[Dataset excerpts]
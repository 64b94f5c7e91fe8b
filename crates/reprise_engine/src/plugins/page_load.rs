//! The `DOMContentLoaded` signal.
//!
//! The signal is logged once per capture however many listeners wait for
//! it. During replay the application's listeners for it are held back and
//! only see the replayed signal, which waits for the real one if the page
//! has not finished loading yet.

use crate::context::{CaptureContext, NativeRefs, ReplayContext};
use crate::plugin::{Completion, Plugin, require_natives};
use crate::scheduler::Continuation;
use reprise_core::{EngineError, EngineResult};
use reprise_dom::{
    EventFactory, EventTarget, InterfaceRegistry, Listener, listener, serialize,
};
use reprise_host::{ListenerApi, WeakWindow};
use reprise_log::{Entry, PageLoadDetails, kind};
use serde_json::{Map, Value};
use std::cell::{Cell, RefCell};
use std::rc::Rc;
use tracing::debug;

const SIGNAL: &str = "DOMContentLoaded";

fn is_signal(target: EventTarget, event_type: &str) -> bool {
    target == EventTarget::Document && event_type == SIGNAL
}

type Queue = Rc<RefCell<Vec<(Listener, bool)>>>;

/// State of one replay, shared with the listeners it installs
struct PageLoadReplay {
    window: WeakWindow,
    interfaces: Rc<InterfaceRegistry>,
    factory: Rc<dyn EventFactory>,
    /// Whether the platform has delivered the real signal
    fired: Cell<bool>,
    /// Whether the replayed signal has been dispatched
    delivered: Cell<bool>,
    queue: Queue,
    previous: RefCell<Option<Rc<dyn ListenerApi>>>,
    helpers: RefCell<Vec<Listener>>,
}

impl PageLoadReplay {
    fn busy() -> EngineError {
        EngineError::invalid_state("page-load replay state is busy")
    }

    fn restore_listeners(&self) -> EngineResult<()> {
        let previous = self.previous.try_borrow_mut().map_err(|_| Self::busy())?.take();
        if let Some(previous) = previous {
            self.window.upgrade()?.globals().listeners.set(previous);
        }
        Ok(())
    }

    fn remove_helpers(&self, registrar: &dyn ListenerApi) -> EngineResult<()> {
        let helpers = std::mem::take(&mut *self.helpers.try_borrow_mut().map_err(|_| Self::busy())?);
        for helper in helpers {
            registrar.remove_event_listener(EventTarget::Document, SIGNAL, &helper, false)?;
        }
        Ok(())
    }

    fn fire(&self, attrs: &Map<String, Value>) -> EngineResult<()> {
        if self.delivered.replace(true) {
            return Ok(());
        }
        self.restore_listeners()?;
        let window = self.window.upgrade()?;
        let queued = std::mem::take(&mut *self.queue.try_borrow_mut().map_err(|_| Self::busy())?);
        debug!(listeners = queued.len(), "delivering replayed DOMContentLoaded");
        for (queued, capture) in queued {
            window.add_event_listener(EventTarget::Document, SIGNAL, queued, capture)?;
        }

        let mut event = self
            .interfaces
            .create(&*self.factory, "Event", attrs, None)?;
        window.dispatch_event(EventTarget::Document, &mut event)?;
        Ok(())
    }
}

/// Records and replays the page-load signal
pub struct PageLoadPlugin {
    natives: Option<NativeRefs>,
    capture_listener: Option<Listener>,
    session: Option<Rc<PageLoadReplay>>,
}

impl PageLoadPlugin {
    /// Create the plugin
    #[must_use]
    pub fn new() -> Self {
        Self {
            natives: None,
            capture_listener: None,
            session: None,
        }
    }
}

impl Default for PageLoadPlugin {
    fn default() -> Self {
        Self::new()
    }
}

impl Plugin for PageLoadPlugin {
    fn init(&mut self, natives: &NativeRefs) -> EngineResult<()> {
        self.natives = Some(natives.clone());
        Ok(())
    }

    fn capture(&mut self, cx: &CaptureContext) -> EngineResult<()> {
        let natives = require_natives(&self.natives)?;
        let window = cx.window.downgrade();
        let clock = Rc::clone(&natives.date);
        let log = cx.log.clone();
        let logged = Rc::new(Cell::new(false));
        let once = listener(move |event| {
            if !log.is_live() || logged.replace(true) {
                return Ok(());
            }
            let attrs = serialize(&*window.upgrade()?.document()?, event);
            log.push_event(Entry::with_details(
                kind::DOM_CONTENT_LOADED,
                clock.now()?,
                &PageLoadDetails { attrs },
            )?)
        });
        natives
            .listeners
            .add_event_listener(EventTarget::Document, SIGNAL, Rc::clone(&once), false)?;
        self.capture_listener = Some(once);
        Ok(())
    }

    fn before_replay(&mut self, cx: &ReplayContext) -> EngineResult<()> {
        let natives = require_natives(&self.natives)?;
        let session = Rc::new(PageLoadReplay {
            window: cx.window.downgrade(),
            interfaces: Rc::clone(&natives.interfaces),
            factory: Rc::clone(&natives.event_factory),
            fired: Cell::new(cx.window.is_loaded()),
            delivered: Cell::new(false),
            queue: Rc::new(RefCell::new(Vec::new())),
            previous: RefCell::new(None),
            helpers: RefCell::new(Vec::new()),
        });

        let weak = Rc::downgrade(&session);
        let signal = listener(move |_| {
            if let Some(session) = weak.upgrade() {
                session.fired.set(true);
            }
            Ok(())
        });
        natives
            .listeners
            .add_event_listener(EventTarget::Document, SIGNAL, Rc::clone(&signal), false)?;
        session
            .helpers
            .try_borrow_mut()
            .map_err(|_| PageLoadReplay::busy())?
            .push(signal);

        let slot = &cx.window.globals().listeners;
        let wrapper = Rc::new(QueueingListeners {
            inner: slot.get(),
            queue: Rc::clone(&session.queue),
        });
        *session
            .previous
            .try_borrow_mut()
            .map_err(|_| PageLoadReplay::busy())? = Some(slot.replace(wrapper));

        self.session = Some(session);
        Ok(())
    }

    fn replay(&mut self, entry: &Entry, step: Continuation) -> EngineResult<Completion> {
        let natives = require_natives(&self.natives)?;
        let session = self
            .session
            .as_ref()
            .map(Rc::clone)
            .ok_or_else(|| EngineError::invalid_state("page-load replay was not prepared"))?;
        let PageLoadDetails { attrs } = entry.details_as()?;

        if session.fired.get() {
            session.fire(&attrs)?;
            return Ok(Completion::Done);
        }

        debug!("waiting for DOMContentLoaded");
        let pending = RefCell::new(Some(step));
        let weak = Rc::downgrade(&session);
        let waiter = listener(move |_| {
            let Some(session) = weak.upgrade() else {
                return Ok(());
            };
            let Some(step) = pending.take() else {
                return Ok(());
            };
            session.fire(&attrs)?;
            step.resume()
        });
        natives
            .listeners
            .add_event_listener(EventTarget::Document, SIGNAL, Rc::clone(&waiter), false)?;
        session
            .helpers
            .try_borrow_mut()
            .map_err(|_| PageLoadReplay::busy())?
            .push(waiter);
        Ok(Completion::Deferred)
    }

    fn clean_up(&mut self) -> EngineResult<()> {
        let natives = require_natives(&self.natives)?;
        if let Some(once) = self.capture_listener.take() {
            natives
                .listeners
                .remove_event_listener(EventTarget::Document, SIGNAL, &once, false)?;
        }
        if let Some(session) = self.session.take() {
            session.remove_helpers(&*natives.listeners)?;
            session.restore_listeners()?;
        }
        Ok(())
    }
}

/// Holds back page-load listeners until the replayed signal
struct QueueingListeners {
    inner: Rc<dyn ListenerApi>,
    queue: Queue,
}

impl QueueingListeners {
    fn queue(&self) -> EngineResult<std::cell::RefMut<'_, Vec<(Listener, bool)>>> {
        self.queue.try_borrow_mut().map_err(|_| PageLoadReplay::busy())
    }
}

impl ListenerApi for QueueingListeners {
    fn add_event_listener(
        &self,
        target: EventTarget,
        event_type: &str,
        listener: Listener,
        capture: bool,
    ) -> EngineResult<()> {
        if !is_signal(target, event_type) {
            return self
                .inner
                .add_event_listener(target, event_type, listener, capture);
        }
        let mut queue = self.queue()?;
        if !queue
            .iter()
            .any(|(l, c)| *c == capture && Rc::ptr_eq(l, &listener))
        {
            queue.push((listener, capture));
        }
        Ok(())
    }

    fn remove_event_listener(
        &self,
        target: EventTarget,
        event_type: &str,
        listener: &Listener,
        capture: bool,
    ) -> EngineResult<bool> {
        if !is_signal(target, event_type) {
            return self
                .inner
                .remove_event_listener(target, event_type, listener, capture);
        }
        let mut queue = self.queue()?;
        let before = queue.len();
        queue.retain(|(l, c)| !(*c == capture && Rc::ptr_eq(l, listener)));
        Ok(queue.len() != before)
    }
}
==
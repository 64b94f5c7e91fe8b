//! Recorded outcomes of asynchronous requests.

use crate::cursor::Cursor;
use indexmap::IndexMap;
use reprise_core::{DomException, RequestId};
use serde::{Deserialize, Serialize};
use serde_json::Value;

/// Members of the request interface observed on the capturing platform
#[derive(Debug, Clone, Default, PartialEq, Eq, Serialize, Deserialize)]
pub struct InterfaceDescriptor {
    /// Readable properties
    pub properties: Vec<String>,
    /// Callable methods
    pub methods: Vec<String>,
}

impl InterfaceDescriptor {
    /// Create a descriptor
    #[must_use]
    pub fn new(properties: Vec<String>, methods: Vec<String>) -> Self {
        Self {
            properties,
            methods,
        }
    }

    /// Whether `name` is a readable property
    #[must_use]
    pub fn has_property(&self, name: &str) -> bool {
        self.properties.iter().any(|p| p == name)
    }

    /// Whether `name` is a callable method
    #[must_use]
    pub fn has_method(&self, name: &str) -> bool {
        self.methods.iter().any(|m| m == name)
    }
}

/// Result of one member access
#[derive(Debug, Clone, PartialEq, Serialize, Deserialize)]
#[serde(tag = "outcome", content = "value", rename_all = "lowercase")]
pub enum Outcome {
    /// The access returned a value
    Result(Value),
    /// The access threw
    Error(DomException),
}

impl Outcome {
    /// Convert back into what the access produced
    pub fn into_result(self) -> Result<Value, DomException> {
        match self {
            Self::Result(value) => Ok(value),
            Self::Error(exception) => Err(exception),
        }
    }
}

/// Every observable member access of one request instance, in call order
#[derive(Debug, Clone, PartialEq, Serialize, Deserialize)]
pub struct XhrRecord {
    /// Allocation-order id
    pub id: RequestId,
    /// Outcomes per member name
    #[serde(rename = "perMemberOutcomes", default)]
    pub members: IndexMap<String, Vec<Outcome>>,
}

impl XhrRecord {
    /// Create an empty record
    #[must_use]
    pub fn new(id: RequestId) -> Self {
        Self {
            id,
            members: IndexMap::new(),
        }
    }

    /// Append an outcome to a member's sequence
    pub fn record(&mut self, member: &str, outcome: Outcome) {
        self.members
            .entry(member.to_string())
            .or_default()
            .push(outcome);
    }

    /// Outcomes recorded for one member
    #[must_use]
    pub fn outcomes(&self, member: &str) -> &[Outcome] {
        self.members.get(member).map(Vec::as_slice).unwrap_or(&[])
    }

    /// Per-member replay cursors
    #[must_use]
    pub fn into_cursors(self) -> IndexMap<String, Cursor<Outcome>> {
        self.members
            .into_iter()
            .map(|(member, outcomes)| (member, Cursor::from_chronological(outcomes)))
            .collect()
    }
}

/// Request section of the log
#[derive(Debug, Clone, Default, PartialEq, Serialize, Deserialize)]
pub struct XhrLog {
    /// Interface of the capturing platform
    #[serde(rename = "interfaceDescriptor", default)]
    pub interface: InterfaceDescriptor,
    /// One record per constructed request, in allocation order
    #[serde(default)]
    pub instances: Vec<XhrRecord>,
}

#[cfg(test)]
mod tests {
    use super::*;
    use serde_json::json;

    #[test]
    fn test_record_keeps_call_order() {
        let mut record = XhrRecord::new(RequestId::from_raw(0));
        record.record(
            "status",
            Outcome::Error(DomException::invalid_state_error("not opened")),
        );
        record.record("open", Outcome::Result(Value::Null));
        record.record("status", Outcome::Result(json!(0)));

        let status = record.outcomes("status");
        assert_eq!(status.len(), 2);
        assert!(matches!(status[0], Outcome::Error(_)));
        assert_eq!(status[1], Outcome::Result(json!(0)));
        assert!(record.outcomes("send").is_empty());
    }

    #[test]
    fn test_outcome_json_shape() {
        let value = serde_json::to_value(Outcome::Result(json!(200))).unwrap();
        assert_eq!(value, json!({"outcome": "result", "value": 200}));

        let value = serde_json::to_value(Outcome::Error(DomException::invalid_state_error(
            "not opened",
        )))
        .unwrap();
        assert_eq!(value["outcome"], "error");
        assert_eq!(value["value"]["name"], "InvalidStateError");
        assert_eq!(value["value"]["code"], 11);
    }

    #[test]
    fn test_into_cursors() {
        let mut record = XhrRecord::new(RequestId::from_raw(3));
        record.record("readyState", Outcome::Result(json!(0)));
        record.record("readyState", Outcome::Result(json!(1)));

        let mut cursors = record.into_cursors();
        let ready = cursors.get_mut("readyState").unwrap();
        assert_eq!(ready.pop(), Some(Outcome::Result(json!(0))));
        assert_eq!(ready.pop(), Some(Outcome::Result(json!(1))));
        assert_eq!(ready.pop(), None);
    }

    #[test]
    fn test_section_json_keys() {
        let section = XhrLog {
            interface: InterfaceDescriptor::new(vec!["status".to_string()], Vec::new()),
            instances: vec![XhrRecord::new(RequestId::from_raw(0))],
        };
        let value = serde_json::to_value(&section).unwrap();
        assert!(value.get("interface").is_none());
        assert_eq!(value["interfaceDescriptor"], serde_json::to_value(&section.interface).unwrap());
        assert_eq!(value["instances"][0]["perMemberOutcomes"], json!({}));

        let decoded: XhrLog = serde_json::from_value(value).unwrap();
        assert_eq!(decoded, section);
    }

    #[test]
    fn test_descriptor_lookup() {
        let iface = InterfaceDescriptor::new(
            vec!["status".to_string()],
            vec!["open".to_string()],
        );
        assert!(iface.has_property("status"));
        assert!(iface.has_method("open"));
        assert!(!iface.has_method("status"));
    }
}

■ PROBLEM
Sift the data above for lines with "real", then copy each one.

■ SOLUTION TO THE EXERCISE
//! only see the replayed signal, which waits for the real one if the page
    /// Whether the platform has delivered the real signal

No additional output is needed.